● Problem to solve
Scan the material and copy every line in which "nodes" appears.

● Provided data
+---+
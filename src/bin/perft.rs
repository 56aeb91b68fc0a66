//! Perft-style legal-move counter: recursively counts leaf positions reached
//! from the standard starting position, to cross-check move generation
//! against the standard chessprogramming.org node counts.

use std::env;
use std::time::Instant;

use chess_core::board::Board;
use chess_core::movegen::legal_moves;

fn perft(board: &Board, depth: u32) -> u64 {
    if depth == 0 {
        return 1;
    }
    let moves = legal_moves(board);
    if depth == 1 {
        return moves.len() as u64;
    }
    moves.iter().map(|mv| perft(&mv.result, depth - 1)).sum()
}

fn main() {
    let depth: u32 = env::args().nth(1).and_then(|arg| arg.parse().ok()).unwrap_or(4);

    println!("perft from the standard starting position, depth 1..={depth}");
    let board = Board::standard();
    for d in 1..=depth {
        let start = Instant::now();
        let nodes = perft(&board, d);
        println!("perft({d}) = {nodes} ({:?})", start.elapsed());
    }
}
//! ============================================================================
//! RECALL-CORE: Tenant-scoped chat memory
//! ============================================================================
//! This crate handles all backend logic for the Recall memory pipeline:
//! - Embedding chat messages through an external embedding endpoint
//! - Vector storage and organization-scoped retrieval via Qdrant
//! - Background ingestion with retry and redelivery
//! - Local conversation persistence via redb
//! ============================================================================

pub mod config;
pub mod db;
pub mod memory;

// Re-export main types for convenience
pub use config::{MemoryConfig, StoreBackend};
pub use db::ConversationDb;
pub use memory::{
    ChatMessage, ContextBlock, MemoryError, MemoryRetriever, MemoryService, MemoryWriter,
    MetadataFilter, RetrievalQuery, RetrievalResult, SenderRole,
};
+---+
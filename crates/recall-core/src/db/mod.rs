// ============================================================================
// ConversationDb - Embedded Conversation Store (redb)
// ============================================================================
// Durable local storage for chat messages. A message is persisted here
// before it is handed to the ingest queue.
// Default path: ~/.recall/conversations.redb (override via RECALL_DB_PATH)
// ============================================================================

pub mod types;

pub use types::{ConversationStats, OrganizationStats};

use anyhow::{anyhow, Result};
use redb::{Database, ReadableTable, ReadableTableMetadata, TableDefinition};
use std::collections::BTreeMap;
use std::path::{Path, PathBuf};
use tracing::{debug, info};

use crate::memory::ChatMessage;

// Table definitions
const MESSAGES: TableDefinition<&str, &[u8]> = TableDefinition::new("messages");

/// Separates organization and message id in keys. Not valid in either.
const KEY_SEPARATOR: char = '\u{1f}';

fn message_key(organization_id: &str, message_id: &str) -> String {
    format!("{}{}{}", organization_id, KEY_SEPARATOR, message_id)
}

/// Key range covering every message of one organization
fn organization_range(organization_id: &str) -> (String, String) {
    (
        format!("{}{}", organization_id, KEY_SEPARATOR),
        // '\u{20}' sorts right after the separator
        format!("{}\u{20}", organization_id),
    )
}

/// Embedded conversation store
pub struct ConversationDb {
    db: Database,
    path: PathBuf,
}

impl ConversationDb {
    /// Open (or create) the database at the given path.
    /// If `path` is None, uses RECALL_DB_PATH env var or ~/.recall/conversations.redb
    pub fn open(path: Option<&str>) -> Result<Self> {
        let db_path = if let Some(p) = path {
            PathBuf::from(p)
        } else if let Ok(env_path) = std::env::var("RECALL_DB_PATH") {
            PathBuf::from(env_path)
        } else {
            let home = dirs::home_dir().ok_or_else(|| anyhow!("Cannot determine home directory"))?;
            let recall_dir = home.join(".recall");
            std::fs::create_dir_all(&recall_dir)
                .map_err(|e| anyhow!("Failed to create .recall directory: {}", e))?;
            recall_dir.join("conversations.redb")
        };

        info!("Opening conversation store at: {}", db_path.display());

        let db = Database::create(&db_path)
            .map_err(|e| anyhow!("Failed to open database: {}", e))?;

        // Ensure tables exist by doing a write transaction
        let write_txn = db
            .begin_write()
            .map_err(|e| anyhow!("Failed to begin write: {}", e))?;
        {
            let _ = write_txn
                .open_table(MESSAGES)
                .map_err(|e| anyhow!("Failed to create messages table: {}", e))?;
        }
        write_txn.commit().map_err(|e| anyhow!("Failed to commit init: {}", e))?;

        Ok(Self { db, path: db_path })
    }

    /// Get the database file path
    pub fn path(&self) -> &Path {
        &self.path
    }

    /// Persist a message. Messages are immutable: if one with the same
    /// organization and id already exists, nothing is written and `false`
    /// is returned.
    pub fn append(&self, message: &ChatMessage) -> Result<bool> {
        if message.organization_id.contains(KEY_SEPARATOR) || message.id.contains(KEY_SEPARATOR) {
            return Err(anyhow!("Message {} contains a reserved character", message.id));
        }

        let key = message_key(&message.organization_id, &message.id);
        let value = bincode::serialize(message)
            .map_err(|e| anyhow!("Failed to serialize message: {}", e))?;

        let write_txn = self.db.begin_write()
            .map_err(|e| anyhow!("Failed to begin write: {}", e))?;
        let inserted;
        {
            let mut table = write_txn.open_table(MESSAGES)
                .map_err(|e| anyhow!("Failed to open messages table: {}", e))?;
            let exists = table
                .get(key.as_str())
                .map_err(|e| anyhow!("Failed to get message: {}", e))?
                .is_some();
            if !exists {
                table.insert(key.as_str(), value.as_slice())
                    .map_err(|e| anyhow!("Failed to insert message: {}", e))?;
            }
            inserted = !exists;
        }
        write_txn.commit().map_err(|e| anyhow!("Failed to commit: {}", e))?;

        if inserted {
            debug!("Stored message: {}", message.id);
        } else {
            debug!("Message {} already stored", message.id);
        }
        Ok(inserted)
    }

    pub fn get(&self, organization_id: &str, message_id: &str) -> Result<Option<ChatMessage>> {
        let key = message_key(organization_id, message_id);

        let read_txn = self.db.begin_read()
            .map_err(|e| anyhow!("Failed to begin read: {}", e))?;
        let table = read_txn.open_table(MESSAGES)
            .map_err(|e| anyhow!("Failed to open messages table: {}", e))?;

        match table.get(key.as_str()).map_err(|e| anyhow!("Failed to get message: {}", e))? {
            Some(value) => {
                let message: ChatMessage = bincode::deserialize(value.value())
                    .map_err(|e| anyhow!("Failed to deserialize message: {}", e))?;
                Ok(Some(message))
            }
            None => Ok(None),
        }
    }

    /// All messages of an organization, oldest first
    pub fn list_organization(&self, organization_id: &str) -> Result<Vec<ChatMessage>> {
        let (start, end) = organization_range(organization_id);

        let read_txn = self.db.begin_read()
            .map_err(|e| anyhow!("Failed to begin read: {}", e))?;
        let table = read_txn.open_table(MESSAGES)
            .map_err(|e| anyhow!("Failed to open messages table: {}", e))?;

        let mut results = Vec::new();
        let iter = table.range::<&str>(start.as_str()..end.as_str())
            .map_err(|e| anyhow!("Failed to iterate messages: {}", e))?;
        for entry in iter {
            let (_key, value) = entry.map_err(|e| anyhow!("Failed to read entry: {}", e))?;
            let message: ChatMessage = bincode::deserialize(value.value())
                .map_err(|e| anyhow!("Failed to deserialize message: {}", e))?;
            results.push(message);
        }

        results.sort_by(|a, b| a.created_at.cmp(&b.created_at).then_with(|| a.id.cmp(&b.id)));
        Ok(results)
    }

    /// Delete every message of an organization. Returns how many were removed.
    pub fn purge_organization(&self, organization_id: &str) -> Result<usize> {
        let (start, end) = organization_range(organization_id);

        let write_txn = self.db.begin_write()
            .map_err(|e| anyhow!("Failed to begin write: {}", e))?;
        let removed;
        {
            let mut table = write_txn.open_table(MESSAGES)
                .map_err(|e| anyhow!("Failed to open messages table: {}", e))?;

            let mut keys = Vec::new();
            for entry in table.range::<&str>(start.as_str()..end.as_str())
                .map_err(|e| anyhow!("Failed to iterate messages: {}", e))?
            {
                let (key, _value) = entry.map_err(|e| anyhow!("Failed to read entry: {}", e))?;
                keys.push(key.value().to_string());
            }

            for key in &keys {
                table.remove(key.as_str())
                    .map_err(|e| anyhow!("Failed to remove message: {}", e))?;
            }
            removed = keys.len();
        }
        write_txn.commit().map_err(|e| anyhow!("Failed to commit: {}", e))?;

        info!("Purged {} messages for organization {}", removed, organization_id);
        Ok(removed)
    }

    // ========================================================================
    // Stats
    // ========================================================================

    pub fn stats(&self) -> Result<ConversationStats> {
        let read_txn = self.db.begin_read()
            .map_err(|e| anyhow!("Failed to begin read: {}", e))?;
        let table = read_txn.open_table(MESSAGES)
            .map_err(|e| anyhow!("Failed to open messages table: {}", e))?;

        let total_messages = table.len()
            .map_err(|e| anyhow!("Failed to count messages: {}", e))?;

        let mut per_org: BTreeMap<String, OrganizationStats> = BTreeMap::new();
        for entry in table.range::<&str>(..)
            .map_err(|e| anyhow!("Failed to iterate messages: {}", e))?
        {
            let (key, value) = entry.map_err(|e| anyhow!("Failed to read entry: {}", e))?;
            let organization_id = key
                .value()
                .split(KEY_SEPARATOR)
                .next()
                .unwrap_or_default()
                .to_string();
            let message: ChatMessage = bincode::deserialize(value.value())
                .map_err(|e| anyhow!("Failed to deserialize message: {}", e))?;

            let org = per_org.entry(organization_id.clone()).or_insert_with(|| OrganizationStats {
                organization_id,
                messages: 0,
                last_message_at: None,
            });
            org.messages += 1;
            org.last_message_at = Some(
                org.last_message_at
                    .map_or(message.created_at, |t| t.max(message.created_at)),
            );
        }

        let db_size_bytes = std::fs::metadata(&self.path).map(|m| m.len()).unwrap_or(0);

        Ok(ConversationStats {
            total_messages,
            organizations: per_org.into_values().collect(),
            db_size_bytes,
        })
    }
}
+---+
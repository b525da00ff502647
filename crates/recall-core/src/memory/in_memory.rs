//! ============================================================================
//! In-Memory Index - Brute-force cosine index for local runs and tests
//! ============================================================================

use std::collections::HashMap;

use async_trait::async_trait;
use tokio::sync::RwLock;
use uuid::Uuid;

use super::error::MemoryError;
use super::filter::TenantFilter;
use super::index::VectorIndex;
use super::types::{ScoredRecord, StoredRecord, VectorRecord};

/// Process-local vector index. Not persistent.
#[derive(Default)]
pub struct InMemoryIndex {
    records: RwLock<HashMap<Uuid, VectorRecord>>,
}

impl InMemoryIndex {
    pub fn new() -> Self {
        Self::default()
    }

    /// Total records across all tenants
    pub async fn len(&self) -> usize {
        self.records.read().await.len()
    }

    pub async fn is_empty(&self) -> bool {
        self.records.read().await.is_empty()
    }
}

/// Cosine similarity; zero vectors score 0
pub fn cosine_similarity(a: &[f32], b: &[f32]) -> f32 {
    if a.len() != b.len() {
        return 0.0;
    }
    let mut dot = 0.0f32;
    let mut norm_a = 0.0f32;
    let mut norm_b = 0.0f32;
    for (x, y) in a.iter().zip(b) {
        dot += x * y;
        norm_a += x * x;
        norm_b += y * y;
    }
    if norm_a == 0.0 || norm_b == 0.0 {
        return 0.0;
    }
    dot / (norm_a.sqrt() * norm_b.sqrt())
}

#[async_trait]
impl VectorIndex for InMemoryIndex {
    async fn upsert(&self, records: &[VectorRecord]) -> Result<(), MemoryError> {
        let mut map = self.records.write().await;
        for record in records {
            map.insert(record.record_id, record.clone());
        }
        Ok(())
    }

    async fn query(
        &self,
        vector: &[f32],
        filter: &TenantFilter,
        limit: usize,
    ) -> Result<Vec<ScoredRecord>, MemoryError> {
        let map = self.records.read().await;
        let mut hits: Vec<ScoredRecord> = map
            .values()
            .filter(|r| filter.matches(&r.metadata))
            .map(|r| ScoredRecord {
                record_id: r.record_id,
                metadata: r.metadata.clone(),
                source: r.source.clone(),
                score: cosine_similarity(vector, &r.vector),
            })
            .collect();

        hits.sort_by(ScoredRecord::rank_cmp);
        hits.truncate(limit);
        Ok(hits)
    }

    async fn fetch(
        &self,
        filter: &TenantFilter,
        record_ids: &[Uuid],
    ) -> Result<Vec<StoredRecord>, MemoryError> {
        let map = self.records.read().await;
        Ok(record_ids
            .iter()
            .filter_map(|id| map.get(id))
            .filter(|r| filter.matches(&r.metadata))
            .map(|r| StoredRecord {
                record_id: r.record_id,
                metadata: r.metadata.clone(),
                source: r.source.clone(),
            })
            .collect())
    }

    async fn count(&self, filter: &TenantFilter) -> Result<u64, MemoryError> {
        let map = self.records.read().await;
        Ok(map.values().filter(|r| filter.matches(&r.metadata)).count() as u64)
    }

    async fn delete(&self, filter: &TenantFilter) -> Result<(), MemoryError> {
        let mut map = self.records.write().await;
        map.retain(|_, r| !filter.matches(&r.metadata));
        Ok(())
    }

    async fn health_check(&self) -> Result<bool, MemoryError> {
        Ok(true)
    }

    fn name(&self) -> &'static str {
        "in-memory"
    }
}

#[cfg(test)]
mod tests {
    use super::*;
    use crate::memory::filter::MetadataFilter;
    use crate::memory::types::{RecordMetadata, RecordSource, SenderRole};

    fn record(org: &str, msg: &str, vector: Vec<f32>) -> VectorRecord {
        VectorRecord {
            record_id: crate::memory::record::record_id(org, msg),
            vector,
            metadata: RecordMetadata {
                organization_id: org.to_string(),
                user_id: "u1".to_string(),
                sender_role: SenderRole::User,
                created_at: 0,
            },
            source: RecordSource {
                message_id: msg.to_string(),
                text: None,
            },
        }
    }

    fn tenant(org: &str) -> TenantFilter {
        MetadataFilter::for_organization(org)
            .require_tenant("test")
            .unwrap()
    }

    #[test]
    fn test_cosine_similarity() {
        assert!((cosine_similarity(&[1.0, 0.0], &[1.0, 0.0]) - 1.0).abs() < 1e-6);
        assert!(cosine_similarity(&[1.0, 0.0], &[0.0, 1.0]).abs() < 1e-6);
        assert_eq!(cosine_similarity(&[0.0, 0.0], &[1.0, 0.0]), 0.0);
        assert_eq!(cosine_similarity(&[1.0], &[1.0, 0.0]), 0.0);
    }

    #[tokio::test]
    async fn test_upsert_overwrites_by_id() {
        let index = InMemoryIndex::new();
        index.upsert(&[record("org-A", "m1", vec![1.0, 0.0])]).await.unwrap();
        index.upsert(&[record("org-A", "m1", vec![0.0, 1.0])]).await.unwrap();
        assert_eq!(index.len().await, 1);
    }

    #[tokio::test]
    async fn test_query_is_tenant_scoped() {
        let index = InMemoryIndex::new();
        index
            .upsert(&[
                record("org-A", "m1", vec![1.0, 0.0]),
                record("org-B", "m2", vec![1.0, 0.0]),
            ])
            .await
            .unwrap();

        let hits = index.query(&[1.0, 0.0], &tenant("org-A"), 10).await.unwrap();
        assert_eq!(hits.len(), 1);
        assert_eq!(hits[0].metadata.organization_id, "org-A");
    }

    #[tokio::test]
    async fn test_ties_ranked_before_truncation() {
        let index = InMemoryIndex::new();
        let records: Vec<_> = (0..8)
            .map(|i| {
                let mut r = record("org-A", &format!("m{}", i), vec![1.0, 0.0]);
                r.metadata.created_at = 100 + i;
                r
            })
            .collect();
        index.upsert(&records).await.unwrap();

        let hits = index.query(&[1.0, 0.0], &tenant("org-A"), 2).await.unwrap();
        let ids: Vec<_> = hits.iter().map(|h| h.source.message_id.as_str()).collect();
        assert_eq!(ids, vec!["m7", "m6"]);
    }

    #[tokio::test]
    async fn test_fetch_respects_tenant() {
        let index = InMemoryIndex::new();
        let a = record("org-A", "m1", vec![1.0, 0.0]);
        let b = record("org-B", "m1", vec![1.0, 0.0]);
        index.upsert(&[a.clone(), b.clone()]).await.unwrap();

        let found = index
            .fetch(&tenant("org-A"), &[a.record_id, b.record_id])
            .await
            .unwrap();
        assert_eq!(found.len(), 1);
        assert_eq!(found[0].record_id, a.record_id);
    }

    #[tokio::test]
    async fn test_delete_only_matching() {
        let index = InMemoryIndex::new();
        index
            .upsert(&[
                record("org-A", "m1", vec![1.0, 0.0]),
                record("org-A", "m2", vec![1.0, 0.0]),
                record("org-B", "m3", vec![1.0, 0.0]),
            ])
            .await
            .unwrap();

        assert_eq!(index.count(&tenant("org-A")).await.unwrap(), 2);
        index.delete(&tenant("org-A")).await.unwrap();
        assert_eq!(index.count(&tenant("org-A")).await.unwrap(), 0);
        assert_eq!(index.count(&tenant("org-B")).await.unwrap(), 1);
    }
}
+---+
● Result
        let nodes = perft(&board, d);
        println!("perft({d}) = {nodes} ({:?})", start.elapsed());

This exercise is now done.